Stories
Getting my life back
I spent the next three months travelling around Mexico and the U.S. with a very sore knee. I then began the second leg of my journey - the U.K. I was planning on living there and working for two years. I did everything I could, as a 22yr old in a foreign country, to get myself treated. I saw doctors but to be treated in the U.K. you need to be registered and that takes FOREVER!
So I started seeing a physiotherapist. He was Australian too so I trusted him. He put me on crutches and started treating me for a torn ACL. $450 pounds and three months later, after countless lectures about how I was not doing enough exercises and that I wasn't being careful enough, I finally gave up on my physio and went home. I was booked in for ACL surgery and had a return ticket back to London six weeks later...
"I never went back"
The first surgeon I saw back in Australia took ten seconds examining my knee and said "it's not your ACL". I wish he'd been there in London.

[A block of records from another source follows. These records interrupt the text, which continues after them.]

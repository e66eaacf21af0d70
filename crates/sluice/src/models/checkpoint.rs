/*
 *  Copyright 2025-2026 Colliery Software
 *
 *  Licensed under the Apache License, Version 2.0 (the "License");
 *  you may not use this file except in compliance with the License.
 *  You may obtain a copy of the License at
 *
 *      http://www.apache.org/licenses/LICENSE-2.0
 *
 *  Unless required by applicable law or agreed to in writing, software
 *  distributed under the License is distributed on an "AS IS" BASIS,
 *  WITHOUT WARRANTIES OR CONDITIONS OF ANY KIND, either express or implied.
 *  See the License for the specific language governing permissions and
 *  limitations under the License.
 */

//! Opaque query-logic resumption state.
//!
//! A checkpoint carries exactly the state a query logic needs to resume an
//! evaluation from where a previous task left off. The coordinator never
//! interprets its contents; it only stores, transports, and hands it back.
//! Checkpoints are replaced wholesale, never merged.

use serde::{Deserialize, Serialize};
use serde_json::{Map, Value};

use super::keys::QueryKey;

/// Snapshot of in-progress evaluation state for one query.
///
/// State is either a property bag ([`QueryCheckpoint::properties`]) or a list
/// of partition-specific work descriptors ([`QueryCheckpoint::partitions`]).
/// Both are opaque JSON owned by the query logic.
#[derive(Debug, Clone, PartialEq, Serialize, Deserialize)]
pub struct QueryCheckpoint {
    pub query_key: QueryKey,
    #[serde(default)]
    pub properties: Map<String, Value>,
    #[serde(default)]
    pub partitions: Vec<Value>,
}

impl QueryCheckpoint {
    /// Creates an empty checkpoint for a query.
    pub fn new(query_key: QueryKey) -> Self {
        Self {
            query_key,
            properties: Map::new(),
            partitions: Vec::new(),
        }
    }

    /// Creates a property-bag checkpoint.
    pub fn with_properties(query_key: QueryKey, properties: Map<String, Value>) -> Self {
        Self {
            query_key,
            properties,
            partitions: Vec::new(),
        }
    }

    /// Creates a partitioned-work checkpoint.
    pub fn with_partitions(query_key: QueryKey, partitions: Vec<Value>) -> Self {
        Self {
            query_key,
            properties: Map::new(),
            partitions,
        }
    }

    pub fn property(&self, name: &str) -> Option<&Value> {
        self.properties.get(name)
    }

    pub fn set_property(&mut self, name: impl Into<String>, value: Value) {
        self.properties.insert(name.into(), value);
    }
}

I had an osteosarcoma eating away at my knee bones. I was facing six months of chemo - the two most nauseating drugs - cisplatin and doxyrubicin, and extensive surgery replacing half my femur (thigh bone) and the top of my tibia with titanium.
"Chemo was worse than I ever imagined"
During the first round the nurses forgot to give me the key anti-nausea drug. It was the worst twelve days of my life and I truly wished I was dead. It didn't get any better. Throughout chemo I had nausea, unexplained vomiting, extensive pain in my knee, hot flushes from the fertility drugs, depression, severe anxiety attacks, hemorrhoids, body aches, yeast infections, constipation, sore throat, I had blood transfusions, I had to have a needle in my stomach every day for blood clots, I was in a wheelchair...the list goes on.
For every three weeks, I had about five days of feeling well enough to socialise and go places. But as many of you will know, being bald, and not to mention in a wheelchair, is not the way you want to present yourself to the world. So I missed a lot during those six months. In many ways I feel like I lost my life. I lost friends who didn't contact me, I lost my self-esteem...I lost my passion for life.
Now I'm at the other end, and I struggle to find the positives of cancer in the way that so many other cancer survivors do. And for those out there who haven't dealt with cancer in any way I need to say - please don't be mistaken by survivor's stories about cancer being a 'gift that keeps giving'. Cancer is hell. And it takes more than it gives back.
But for the other survivors out there, I will say this - I now have a closer relationship with my Mum and Dad. I tell them everything and trust them one hundred percent.
"I have realised who my true friends are"
the friends that I will do anything for, as they have done for me. My sense of empathy has grown ten-fold - I feel others' pain deeply and want to do everything in my power to make it go away. I feel I have matured beyond my years. These are the thoughts I hold tightly to, as I face my daily struggle of getting my life back.